So, what I did first was encourage anybody to join, but because the population was so low, I was forced to induct those who had already reached eighteen Terran years of age, it did not help that there was a huge age gap between the generations. Still, I managed to get twenty in and I began to work my regime. It was based around the idea of competition, each basic aspect of Order life, from prayer to The Emperor to battle skills and tactical skills, I awarded points on how well each had done, the prize for winning at the end of the cycle? I would grant that Sister the rank of Sister Superior and she would lead the Order in case of my death or I was unable to help. I must say I was unprepared for what was to happen on my first day with the new recruits. While nineteen of them were average fringe worlders, there was one amongst them who was so beautiful, that whenever she entered a room I always expected everybody in the room, visiting priests and confessors included, to stop talking. Her name was Abigail, she had volunteered to join the Order and was the first and only one to do so, she tried to hide her beauty by keeping her hair in a messy and careless state as well as trying to make her face as dirty as possible without it being noticeable, however, no matter what she attempted, she could not hide her high cheekbones, her deep azure, penetrating eyes which gazed at you so strongly you would think her gaze alone would be able to split plasteel in half. On the first day of training, she caught me staring at her, I didn't think much of it because most, if not all, of the new recruits were staring at her. Whether she noticed this or not I am unsure, however I swear she slipped into a daring smile with her full lips when I stared at her, in hindsight, perhaps the Emperor was looking upon her or myself, or even both. 

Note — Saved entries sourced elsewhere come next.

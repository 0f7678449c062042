//! CSV export for the trend table.

use std::io::Write;
use std::path::Path;

use crate::TrendError;
use crate::report::table::TrendTable;

/// Leading columns before the per-build columns.
pub const CSV_HEADERS: &[&str] = &["no", "test_name"];

/// CSV exporter for trend tables.
///
/// Writes one row per visible test with the formatted cell text, so percent
/// values keep their `%` suffix and missing values stay empty.
#[derive(Debug, Clone, Default)]
pub struct CsvExporter;

impl CsvExporter {
    pub fn new() -> Self {
        CsvExporter
    }

    /// Export a table to a CSV file.
    ///
    /// # Errors
    /// Returns an error if file operations or CSV writing fails.
    pub fn export(&self, table: &TrendTable, output: &Path) -> Result<(), TrendError> {
        // Ensure parent directory exists
        if let Some(parent) = output.parent() {
            if !parent.as_os_str().is_empty() && !parent.exists() {
                std::fs::create_dir_all(parent)
                    .map_err(|e| TrendError::Message(format!("failed to create directory: {e}")))?;
            }
        }

        let file = std::fs::File::create(output)
            .map_err(|e| TrendError::Message(format!("failed to create file: {e}")))?;

        self.export_to_writer(table, file)
    }

    /// Export a table to stdout.
    pub fn export_to_stdout(&self, table: &TrendTable) -> Result<(), TrendError> {
        let stdout = std::io::stdout();
        let handle = stdout.lock();
        self.export_to_writer(table, handle)
    }

    /// Export a table to any writer implementing Write.
    pub fn export_to_writer<W: Write>(&self, table: &TrendTable, writer: W) -> Result<(), TrendError> {
        let mut csv_writer = csv::Writer::from_writer(writer);

        let headers: Vec<&str> = CSV_HEADERS
            .iter()
            .copied()
            .chain(table.columns.iter().map(|c| c.title.as_str()))
            .collect();
        csv_writer
            .write_record(&headers)
            .map_err(|e| TrendError::Message(format!("failed to write CSV headers: {e}")))?;

        for row in &table.rows {
            let record: Vec<String> = [row.no.to_string(), row.test_name.clone()]
                .into_iter()
                .chain(row.cells.iter().map(|c| c.text.clone()))
                .collect();
            csv_writer
                .write_record(&record)
                .map_err(|e| TrendError::Message(format!("failed to write CSV row: {e}")))?;
        }

        csv_writer
            .flush()
            .map_err(|e| TrendError::Message(format!("failed to flush CSV writer: {e}")))?;

        Ok(())
    }
}
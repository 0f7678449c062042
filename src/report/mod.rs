//! Reporting module for filtered trend data.
//!
//! This module provides:
//! - `TrendTable`: the companion table model for the chart
//! - Plain text and Markdown rendering of that table

pub mod table;

// Re-export key types
pub use table::{
    CellClass, DurationThreshold, TableCell, TableColumn, TableOptions, TableRow, TrendTable,
    build_table, format_value, render_markdown, render_text,
};
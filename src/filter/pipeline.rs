//! Per-series filter pipeline.
//!
//! Every series goes through the same stages: name gate, point selection,
//! baseline rewrite, re-sequencing and the plottable check. When no point
//! filter is configured the selection stage keeps everything without
//! evaluating predicates.

use tracing::trace;

use crate::core::schema::{BuildPoint, TestSeries};

use super::config::FilterConfig;
use super::relative::{BaselineSpec, BaselineStrategy, FixedBaseline, NoBaseline, SlidingBaseline};

/// Filter one series.
///
/// Returns `None` when the series name fails the name pattern, or when no
/// point with a value survives filtering. The input series is not modified.
pub fn filter_series(series: &TestSeries, config: &FilterConfig) -> Option<TestSeries> {
    if !config.matches_test_name(&series.name) {
        trace!(series = %series.name, "name does not match pattern");
        return None;
    }

    let retained = select_points(&series.data, config);
    let strategy = baseline_strategy(&series.data, config);
    let mut data = strategy.rebase(retained, config.unit());
    resequence(&mut data);

    let filtered = TestSeries {
        name: series.name.clone(),
        color: series.color.clone(),
        data,
    };
    if !filtered.is_plottable() {
        trace!(series = %series.name, "no values left after filtering");
        return None;
    }
    Some(filtered)
}

fn select_points(original: &[BuildPoint], config: &FilterConfig) -> Vec<BuildPoint> {
    if !config.is_any_filter_set() {
        return original.to_vec();
    }
    let len = original.len();
    original
        .iter()
        .enumerate()
        .filter(|(i, p)| config.keeps_build(*i, len, &p.x_label, p.success))
        .map(|(_, p)| p.clone())
        .collect()
}

fn baseline_strategy(original: &[BuildPoint], config: &FilterConfig) -> Box<dyn BaselineStrategy> {
    match config.baseline() {
        None => Box::new(NoBaseline),
        Some(BaselineSpec::Fixed(label)) => Box::new(FixedBaseline::resolve(original, label)),
        Some(BaselineSpec::Sliding(offset)) => Box::new(SlidingBaseline::new(*offset)),
    }
}

/// Assign `x = 1..=len` in current order.
pub(crate) fn resequence(points: &mut [BuildPoint]) {
    for (i, point) in points.iter_mut().enumerate() {
        point.x = i + 1;
    }
}
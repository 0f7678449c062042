//! CLI command handler for `table`.
//!
//! Runs the same render cycle as `filter` and prints the companion table.

use std::path::PathBuf;

use crate::filter::FilterOptions;
use crate::filter_cmd::render_cycle;
use crate::report::{TableOptions, TrendTable, build_table, render_markdown, render_text};
use crate::storage::CsvExporter;
use crate::{TrendError, TrendResult};

/// Run the `table` command.
///
/// `format` is one of `text`, `markdown`/`md`, `csv` or `json`; unknown
/// values fall back to text. `hidden` lists series toggled off in the legend.
pub fn run(
    input: PathBuf,
    config_path: Option<PathBuf>,
    overrides: FilterOptions,
    hidden: Vec<String>,
    format: String,
    csv_out: Option<PathBuf>,
) -> TrendResult<TrendTable> {
    let cycle = render_cycle(&input, config_path.as_deref(), overrides)?;

    let table = build_table(
        &cycle.series,
        &TableOptions {
            unit: cycle.config.unit(),
            baseline: cycle.config.baseline(),
            thresholds: &cycle.thresholds,
            hidden: &hidden,
        },
    );
    tracing::debug!(
        rows = table.rows.len(),
        columns = table.columns.len(),
        "built trend table"
    );

    if let Some(ref path) = csv_out {
        CsvExporter::new().export(&table, path)?;
        eprintln!("Wrote table CSV to {}", path.display());
    }

    match format.as_str() {
        "markdown" | "md" => print!("{}", render_markdown(&table)),
        "csv" => CsvExporter::new().export_to_stdout(&table)?,
        "json" => {
            let json = serde_json::to_string_pretty(&table)
                .map_err(|e| TrendError::Message(format!("failed to serialize table: {e}")))?;
            println!("{json}");
        }
        _ => print!("{}", render_text(&table)),
    }

    Ok(table)
}
pub mod core;
pub mod filter;
pub mod report;
pub mod storage;

pub mod filter_cmd;
pub mod table_cmd;

use thiserror::Error;

// Re-export commonly used types
pub use crate::core::schema::{BuildPoint, Dataset, TestSeries, Unit};
pub use crate::filter::{FilterConfig, FilterOptions, apply_filters};
pub use crate::storage::JsonlReader;

#[derive(Debug, Error)]
pub enum TrendError {
    #[error("{0}")]
    Message(String),
    /// Fixed baseline build that does not exist in the first series.
    #[error(
        "invalid relative build: {0}; enter either an existing build label or a negative offset"
    )]
    InvalidRelativeBuild(String),
    #[error("no tests matching specified criteria")]
    NoMatchingTests,
    #[error("invalid test name pattern: {0}")]
    InvalidPattern(#[from] regex::Error),
    #[error("invalid dataset: {0}")]
    InvalidDataset(String),
    #[error(transparent)]
    Anyhow(#[from] anyhow::Error),
}

impl TrendError {
    /// Process exit code for the binary.
    ///
    /// The two user-facing render failures get their own codes so scripts can
    /// tell them apart from I/O or parse errors.
    pub fn exit_code(&self) -> i32 {
        match self {
            TrendError::InvalidRelativeBuild(_) => 2,
            TrendError::NoMatchingTests => 3,
            _ => 1,
        }
    }
}

pub type TrendResult<T> = Result<T, TrendError>;
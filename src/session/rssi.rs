//! Signal strength history

use std::collections::VecDeque;

/// Samples averaged into the smoothed reading
const SMOOTHING_WINDOW: usize = 5;

/// Fixed-length RSSI history, one sample per display tick
#[derive(Debug, Clone)]
pub struct RssiHistory {
    samples: VecDeque<f32>,
    capacity: usize,
}

impl RssiHistory {
    /// History of `capacity` samples, pre-filled with `initial`
    pub fn new(capacity: usize, initial: f32) -> Self {
        let capacity = capacity.max(1);
        Self {
            samples: std::iter::repeat_n(initial, capacity).collect(),
            capacity,
        }
    }

    pub fn push(&mut self, dbm: f32) {
        if self.samples.len() == self.capacity {
            self.samples.pop_front();
        }
        self.samples.push_back(dbm);
    }

    /// Mean of the most recent samples
    pub fn smoothed(&self) -> f32 {
        let window = SMOOTHING_WINDOW.min(self.samples.len());
        self.samples.iter().rev().take(window).sum::<f32>() / window as f32
    }
}
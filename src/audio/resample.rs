//! Linear-interpolation sample rate conversion

/// Converts between two fixed sample rates by linear interpolation
///
/// Works for any ratio, integer or not. Output sample `i` is taken at source
/// time `i / ratio`; past the last source sample the final value is held.
#[derive(Debug, Clone, Copy)]
pub struct Resampler {
    ratio: f64,
}

impl Resampler {
    pub fn new(input_rate: u32, output_rate: u32) -> Self {
        Self {
            ratio: output_rate as f64 / input_rate.max(1) as f64,
        }
    }

    /// Number of output samples produced for `input_len` source samples
    pub fn output_len(&self, input_len: usize) -> usize {
        (input_len as f64 * self.ratio).round() as usize
    }

    /// Resample, round to nearest (ties to even) and clamp to `i16`
    pub fn process(&self, input: &[f32]) -> Vec<i16> {
        let n = input.len();
        if n == 0 {
            return Vec::new();
        }

        (0..self.output_len(n))
            .map(|i| {
                let t = i as f64 / self.ratio;
                let j = t.floor() as usize;
                let value = if j + 1 < n {
                    let a = input[j] as f64;
                    let b = input[j + 1] as f64;
                    a + (b - a) * (t - j as f64)
                } else {
                    input[n - 1] as f64
                };
                value
                    .round_ties_even()
                    .clamp(i16::MIN as f64, i16::MAX as f64) as i16
            })
            .collect()
    }
}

Perhaps it was because of her beauty I expected very little from her in the early staged, lots of recruits are like that, but the Orders relentless and punishing system of worship and training soon snaps you out of any laziness you might have, and, if you don't, you've got the punishment of the Repentia Squads or, worse, Penitent Engines. However, I must admit part of me wanted her to slip up in those early days, just so I could send her to the Repentia squad and see that amazing body of hers. However, my thoughts or dare I say wish, Emperor forgive me, came sooner or at all, than I expected. She had been unique amongst her peers, devoting herself fully to both training and worship as if she had been in the Order for decades, her close quarter combat was as beautiful as it was deadly to watch, she seemed to combine both the Adepta Sororitas combat technique with her own strange one. Perhaps it was from her home planet before she moved to The Garden of Eden, but wherever she learnt it, it did the job. This skill was not just limited to close combat, but to tactical acumen and strategic command. Her worship of the God Emperor was a credit to her and a shining example to her peers around her, who, thanks to the competitive nature of my regime, did their uppermost to copy and learn from Abigail, in order to try and keep up with her rapidly gaining points. While all these skills were outstanding for a new recruit and were even better two Eden years later, her real skill was in ranged combat. During target practice against foes which had various armour strengths, she was able to target acquire, fire, and dispatch three targets in less than five seconds. She'd hold the bolter perfectly and on my command would calmly target and unleash a burst of bolter shells into weak spots of the armour design. This skill in ranged weapons was not limited to the bolter either, with both pistols, meltas and the blessed flamer, she too was able to dispatch foes with equal ease. By the time it was beginning the third Eden year, she was clearly going to win the prize of promotion to Sister Superior and go on to lead the Order, which was growing in size still, to many victories. Then it all changed.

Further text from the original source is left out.